Les institutions, fournissant un enseignement supérieur, établies avant la guerre incluent l’Ecole française d’enseignement médical pour l’Afrique de l’Ouest, fondée à Dakar en 1918, l’Ecole William Pontee établie à Gorée en 1903 qui dispensait un certain enseignement en matière de médecine et formait des enseignants, comprenait une école d’ingénieurs nautiques ainsi qu’une école de médecine vétérinaire, respectivement à Gorée et à Bamako, et une école polytechnique également à Bamako.

Ce n’est qu’à la fin de la 2ème Guerre Mondiale que des efforts plus systématiques ont été entrepris par les gouvernements coloniaux afin d’établir un système d’enseignement supérieur. Dans les colonies britanniques, l’ère nouvelle a commencé avec la fondation d’université au Nigeria (Ibadan 1947), Ghana (Legon 1948), Soudan (Khartoum 1949 qui est le résultat de la fusion du Gordon Memorial College et de la Kitchener Medical School) et en Ouganda, Makerere dont le niveau a été rehaussé en 1949.

Par ailleurs, au Kenya, le Royal Technical College a été établi à Nairobi, cependant, que plus au sud le University College of Salisbury a été fondé en 1953 et renommé deux ans plus tard le University College of Rhodesia and Nyasaland. Fourah Bay College est devenue University College de la Sierra Leone.. La plupart de ces nouvelles universités ou d’institutions améliorées ont servi d’universités régionales, affiliées à l’université de Londres dont provenaient les diplômes et autres crédits académiques

Après la guerre, les universités françaises ont aussi essaimé vers les colonies.

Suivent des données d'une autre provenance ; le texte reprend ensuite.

// Inflection options and resource limits.

/// Default capacity of the inflection buffer, in characters.
pub const MAX_CHARS_IN_STACK: usize = 1000;

/// Default number of distinct flexional transducers a run may load.
pub const MAX_TRANSDUCERS: usize = 3000;

/// Default bound on the transitions and graph calls followed along one path.
pub const MAX_CALL_DEPTH: usize = 256;

#[derive(Debug, Clone, Copy, PartialEq, Eq)]
pub struct InflectOptions {
    /// Insert `:` before an output that does not start with one (`-a`).
    pub add_colon: bool,
    /// Write the full transducer name as grammatical code: `N32` instead of
    /// `N` (`-k`).
    pub keep_digits: bool,
    pub max_stack_chars: usize,
    pub max_transducers: usize,
    pub max_call_depth: usize,
}

impl Default for InflectOptions {
    fn default() -> Self {
        Self {
            add_colon: false,
            keep_digits: false,
            max_stack_chars: MAX_CHARS_IN_STACK,
            max_transducers: MAX_TRANSDUCERS,
            max_call_depth: MAX_CALL_DEPTH,
        }
    }
}
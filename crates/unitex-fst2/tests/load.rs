// Loading .fst2 files from disk in both supported encodings.

use std::io::Write;

use unitex_core::text::{Encoding, encode_text};
use unitex_fst2::automaton::Label;
use unitex_fst2::{Automaton, Fst2Error, Fst2Limits};

const NOUN_PLURAL: &str = "0000000001\n\
-1 N1\n\
: 0 1 1 2\n\
t \n\
t \n\
f \n\
%<E>/:s\n\
%s/:p\n\
f\n";

fn write_temp(bytes: &[u8]) -> tempfile::NamedTempFile {
    let mut file = tempfile::Builder::new()
        .suffix(".fst2")
        .tempfile()
        .unwrap();
    file.write_all(bytes).unwrap();
    file.flush().unwrap();
    file
}

#[test]
fn load_utf16_file() {
    let file = write_temp(&encode_text(NOUN_PLURAL, Encoding::Utf16Le));
    let a = Automaton::load(file.path(), &Fst2Limits::default()).unwrap();
    assert_eq!(a.graph_count(), 1);
    assert_eq!(a.graphs[0].name, "N1");
    assert_eq!(a.states.len(), 3);
    assert!(a.is_final(1));
    assert!(a.is_final(2));
    assert_eq!(a.tag(0).input, "<E>");
    assert_eq!(a.tag(0).output, ":s");
    assert_eq!(a.tag(1).input, "s");
    assert_eq!(a.state(0).transitions[1].label, Label::Tag(1));
}

#[test]
fn load_utf8_file() {
    let file = write_temp(NOUN_PLURAL.as_bytes());
    let a = Automaton::load(file.path(), &Fst2Limits::default()).unwrap();
    assert_eq!(a.tags.len(), 2);
}

#[test]
fn missing_file_is_an_error() {
    let dir = tempfile::tempdir().unwrap();
    let err = Automaton::load(dir.path().join("none.fst2"), &Fst2Limits::default()).unwrap_err();
    assert!(matches!(err, Fst2Error::Core(_)));
}

#[test]
fn custom_limits() {
    let file = write_temp(NOUN_PLURAL.as_bytes());
    let limits = Fst2Limits {
        max_states: 2,
        ..Fst2Limits::default()
    };
    assert!(matches!(
        Automaton::load(file.path(), &limits),
        Err(Fst2Error::TooManyStates { limit: 2 })
    ));
}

Ainsi l’université de Paris a établi un institut d’enseignement supérieur à Tunis en 1945, et conjointement avec l’université de Bordeaux, un autre à Dakar en 1950, devenu l’université de Dakar en 1957, et à Antananarivo en 1955 – devenu l’université d’Antananarivo en 1960. En Algérie, l’accès à l’université d’Alger a été légèrement assoupli pour les Algériens. Toutefois au moment de la révolution en 1952, il n’y avait guère plus de 1000 Algériens diplômés de cette université. Dans le reste de l’empire français, l’enseignement supérieur a dû attendre l’indépendance pour prendre son essor.

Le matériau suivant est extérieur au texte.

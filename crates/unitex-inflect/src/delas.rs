// DELAS lines: `lemma,FLEX[+sem...][/comment]`.

use crate::DelasError;

/// One DELAS entry ready to be inflected.
#[derive(Debug, Clone, PartialEq, Eq)]
pub struct DelasLine {
    pub lemma: String,
    /// Flexional transducer name, e.g. `N32`.
    pub transducer: String,
    /// Grammatical code written to the DELAF, with semantic codes:
    /// `N+Conc` for `N32+Conc`.
    pub code: String,
    /// The comment with its leading `/`, or empty.
    pub comment: String,
}

impl DelasLine {
    /// Parse one line. Comment lines (starting with `/`) and blank lines
    /// give `Ok(None)`.
    ///
    /// Unless `keep_digits` is set, the grammatical code is the leading
    /// letters of the transducer name.
    pub fn parse(line: &str, keep_digits: bool) -> Result<Option<Self>, DelasError> {
        if line.starts_with('/') || line.trim().is_empty() {
            return Ok(None);
        }
        let mut chars = line.chars();

        let (lemma, stop) = read_field(&mut chars, &[','])?;
        if stop.is_none() {
            return Err(DelasError::UnexpectedEndOfLine);
        }

        let (transducer, mut stop) = read_field(&mut chars, &['+', '/'])?;
        if transducer.is_empty() {
            return Err(DelasError::MissingFlexionalCode);
        }
        let mut code = if keep_digits {
            transducer.clone()
        } else {
            transducer.chars().take_while(|c| c.is_alphabetic()).collect()
        };
        if code.is_empty() {
            return Err(DelasError::EmptyTransducerName);
        }

        if stop == Some('+') {
            let (semantic, s) = read_field(&mut chars, &['/'])?;
            code.push('+');
            code.push_str(&semantic);
            stop = s;
        }

        let comment = match stop {
            Some('/') => format!("/{}", chars.as_str()),
            _ => String::new(),
        };
        Ok(Some(Self {
            lemma,
            transducer,
            code,
            comment,
        }))
    }
}

/// Read up to one of `stops` (consumed and returned) or the end of the line,
/// removing backslash protection.
fn read_field(
    chars: &mut std::str::Chars<'_>,
    stops: &[char],
) -> Result<(String, Option<char>), DelasError> {
    let mut field = String::new();
    while let Some(c) = chars.next() {
        match c {
            '\\' => field.push(chars.next().ok_or(DelasError::TrailingBackslash)?),
            _ if stops.contains(&c) => return Ok((field, Some(c))),
            _ => field.push(c),
        }
    }
    Ok((field, None))
}

#[cfg(test)]
mod tests {
    use super::*;

    fn parse(line: &str) -> DelasLine {
        DelasLine::parse(line, false).unwrap().unwrap()
    }

    #[test]
    fn simple_line() {
        let l = parse("chat,N1");
        assert_eq!(l.lemma, "chat");
        assert_eq!(l.transducer, "N1");
        assert_eq!(l.code, "N");
        assert_eq!(l.comment, "");
    }

    #[test]
    fn semantic_codes_and_comment() {
        let l = parse("table,N21+Conc+z1/meuble");
        assert_eq!(l.transducer, "N21");
        assert_eq!(l.code, "N+Conc+z1");
        assert_eq!(l.comment, "/meuble");
    }

    #[test]
    fn comment_without_semantic_codes() {
        let l = parse("manger,V3/comment");
        assert_eq!(l.code, "V");
        assert_eq!(l.comment, "/comment");
    }

    #[test]
    fn keep_digits() {
        let l = DelasLine::parse("chat,N32+z1", true).unwrap().unwrap();
        assert_eq!(l.code, "N32+z1");
        assert_eq!(l.transducer, "N32");
    }

    #[test]
    fn escapes_are_removed() {
        let l = parse("aujourd\\'hui,ADV");
        assert_eq!(l.lemma, "aujourd'hui");
        let l = parse("a\\,b,N1");
        assert_eq!(l.lemma, "a,b");
    }

    #[test]
    fn comment_and_blank_lines() {
        assert_eq!(DelasLine::parse("/ a comment", false), Ok(None));
        assert_eq!(DelasLine::parse("", false), Ok(None));
    }

    #[test]
    fn errors() {
        assert_eq!(
            DelasLine::parse("chat", false),
            Err(DelasError::UnexpectedEndOfLine)
        );
        assert_eq!(
            DelasLine::parse("chat\\", false),
            Err(DelasError::TrailingBackslash)
        );
        assert_eq!(
            DelasLine::parse("chat,", false),
            Err(DelasError::MissingFlexionalCode)
        );
        assert_eq!(
            DelasLine::parse("chat,+z1", false),
            Err(DelasError::MissingFlexionalCode)
        );
        assert_eq!(
            DelasLine::parse("chat,32", false),
            Err(DelasError::EmptyTransducerName)
        );
        assert!(DelasLine::parse("chat,32", true).is_ok());
    }
}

Les Belges au Congo ont adopté la politique française et l’Université Catholique de Louvain a établi le Centre universitaire de Lovanium (Petit Louvain) en 1949 avec lequel elle a maintenu une filiation en 1954, cependant que l’Etat fondait l’université officielle à Lubumbashi. Lovanium recevait également des étudiants du Rwanda et du Burundi.

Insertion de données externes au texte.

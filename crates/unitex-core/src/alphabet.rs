// Alphabet: letter classification and uppercase variants.
//
// An alphabet file lists one letter per line:
//   Aa     uppercase `A` with lowercase `a`
//   ß      a letter without case distinction (both upper and lower)
//   #AZ    an interval; every member is its own upper/lower variant
//
// Case handling in Unitex is alphabet-driven, never derived from Unicode
// tables: a letter is only "uppercase" if the alphabet says so.

use std::path::Path;

use hashbrown::HashMap;

use crate::CoreError;
use crate::text;

const UPPER: u8 = 1;
const LOWER: u8 = 2;

/// Letter table loaded from a Unitex alphabet file.
#[derive(Debug, Clone, Default)]
pub struct Alphabet {
    /// Case bits per letter (`UPPER`, `LOWER`).
    classes: HashMap<char, u8>,
    /// For each lowercase letter, the letters accepted as its uppercase form.
    variants: HashMap<char, Vec<char>>,
}

impl Alphabet {
    /// Create an empty alphabet (no character is a letter).
    pub fn new() -> Self {
        Self::default()
    }

    /// Load an alphabet file (UTF-16LE or UTF-8).
    pub fn from_file(path: impl AsRef<Path>) -> Result<Self, CoreError> {
        let (content, _) = text::read_text(path)?;
        Self::parse(&content)
    }

    /// Parse the content of an alphabet file.
    pub fn parse(content: &str) -> Result<Self, CoreError> {
        let mut alphabet = Self::new();
        for line in content.lines() {
            let mut chars = line.chars();
            let Some(first) = chars.next() else {
                continue;
            };
            if first == '#' {
                let (Some(from), Some(to)) = (chars.next(), chars.next()) else {
                    continue;
                };
                if from > to {
                    return Err(CoreError::InvalidInterval { from, to });
                }
                for c in from..=to {
                    alphabet.add_pair(c, c);
                }
                continue;
            }
            match chars.next() {
                Some(lower) => {
                    alphabet.mark(first, UPPER);
                    alphabet.mark(lower, LOWER);
                    alphabet.variants.entry(lower).or_default().push(first);
                }
                None => alphabet.add_pair(first, first),
            }
        }
        Ok(alphabet)
    }

    /// Register `upper` as an uppercase form of `lower`.
    pub fn add_pair(&mut self, lower: char, upper: char) {
        self.mark(upper, UPPER);
        self.mark(lower, LOWER);
        self.variants.entry(lower).or_default().push(upper);
    }

    fn mark(&mut self, c: char, bit: u8) {
        *self.classes.entry(c).or_insert(0) |= bit;
    }

    pub fn is_upper(&self, c: char) -> bool {
        self.classes.get(&c).is_some_and(|b| b & UPPER != 0)
    }

    pub fn is_lower(&self, c: char) -> bool {
        self.classes.get(&c).is_some_and(|b| b & LOWER != 0)
    }

    pub fn is_letter(&self, c: char) -> bool {
        self.classes.contains_key(&c)
    }

    /// Uppercase variants registered for `lower` (empty if none).
    pub fn uppercase_variants(&self, lower: char) -> &[char] {
        self.variants.get(&lower).map(Vec::as_slice).unwrap_or(&[])
    }

    /// Whether `upper` is one of the uppercase forms of `lower`.
    pub fn is_upper_of(&self, lower: char, upper: char) -> bool {
        self.uppercase_variants(lower).contains(&upper)
    }

    /// A text character matches a pattern character if it is the same
    /// character or one of its uppercase forms.
    pub fn is_equal_or_case_equal(&self, pattern: char, text: char) -> bool {
        pattern == text || self.is_upper_of(pattern, text)
    }

    /// Character-wise [`is_equal_or_case_equal`](Self::is_equal_or_case_equal)
    /// over two strings of the same length.
    ///
    /// `"Paris"` matches the pattern `"paris"`, but `"paris"` does not match
    /// the pattern `"Paris"`.
    pub fn is_equal_or_uppercase(&self, pattern: &str, text: &str) -> bool {
        let mut p = pattern.chars();
        let mut t = text.chars();
        loop {
            match (p.next(), t.next()) {
                (None, None) => return true,
                (Some(a), Some(b)) if self.is_equal_or_case_equal(a, b) => {}
                _ => return false,
            }
        }
    }

    pub fn all_letters(&self, s: &str) -> bool {
        s.chars().all(|c| self.is_letter(c))
    }

    pub fn all_lower(&self, s: &str) -> bool {
        s.chars().all(|c| self.is_lower(c))
    }

    pub fn all_upper(&self, s: &str) -> bool {
        s.chars().all(|c| self.is_upper(c))
    }

    /// Rewrite a regular expression so that each lowercase letter also
    /// accepts its uppercase forms: `.+e` becomes `.+[eE]`.
    ///
    /// Inside a bracket set the variants are appended without new brackets.
    /// Escaped characters are copied untouched; a trailing backslash is kept
    /// so the regex compiler can report it.
    pub fn letter_set_pattern(&self, src: &str) -> String {
        let mut dest = String::with_capacity(src.len() * 2);
        let mut inside_set = false;
        let mut chars = src.chars();
        while let Some(c) = chars.next() {
            match c {
                '\\' => {
                    dest.push(c);
                    match chars.next() {
                        Some(escaped) => dest.push(escaped),
                        None => break,
                    }
                }
                '[' => {
                    inside_set = true;
                    dest.push(c);
                }
                ']' => {
                    inside_set = false;
                    dest.push(c);
                }
                _ if self.is_lower(c) => {
                    if !inside_set {
                        dest.push('[');
                    }
                    dest.push(c);
                    dest.extend(self.uppercase_variants(c).iter().filter(|&&u| u != c));
                    if !inside_set {
                        dest.push(']');
                    }
                }
                _ => dest.push(c),
            }
        }
        dest
    }
}

#[cfg(test)]
pub(crate) fn test_alphabet() -> Alphabet {
    let mut content = String::new();
    for (upper, lower) in ('A'..='Z').zip('a'..='z') {
        content.push(upper);
        content.push(lower);
        content.push('\n');
    }
    content.push_str("\u{00C9}\u{00E9}\nE\u{00E9}\n");
    Alphabet::parse(&content).expect("valid alphabet")
}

Dans les colonies portugaises l’enseignement supérieur n’as guère évolué jusqu’au début des années 60. En Angola des séminaires pour la formation des prêtres ont été mis sur pied en 1958 à Luanda et à Huambo, suivis de l’établissement d’universités générales en Angola et au Mozambique comme branche du système universitaire portugais, lesquelles ont été converties en 1968, respectivement en l’université d’Angola et l’université de Lourenço Marques.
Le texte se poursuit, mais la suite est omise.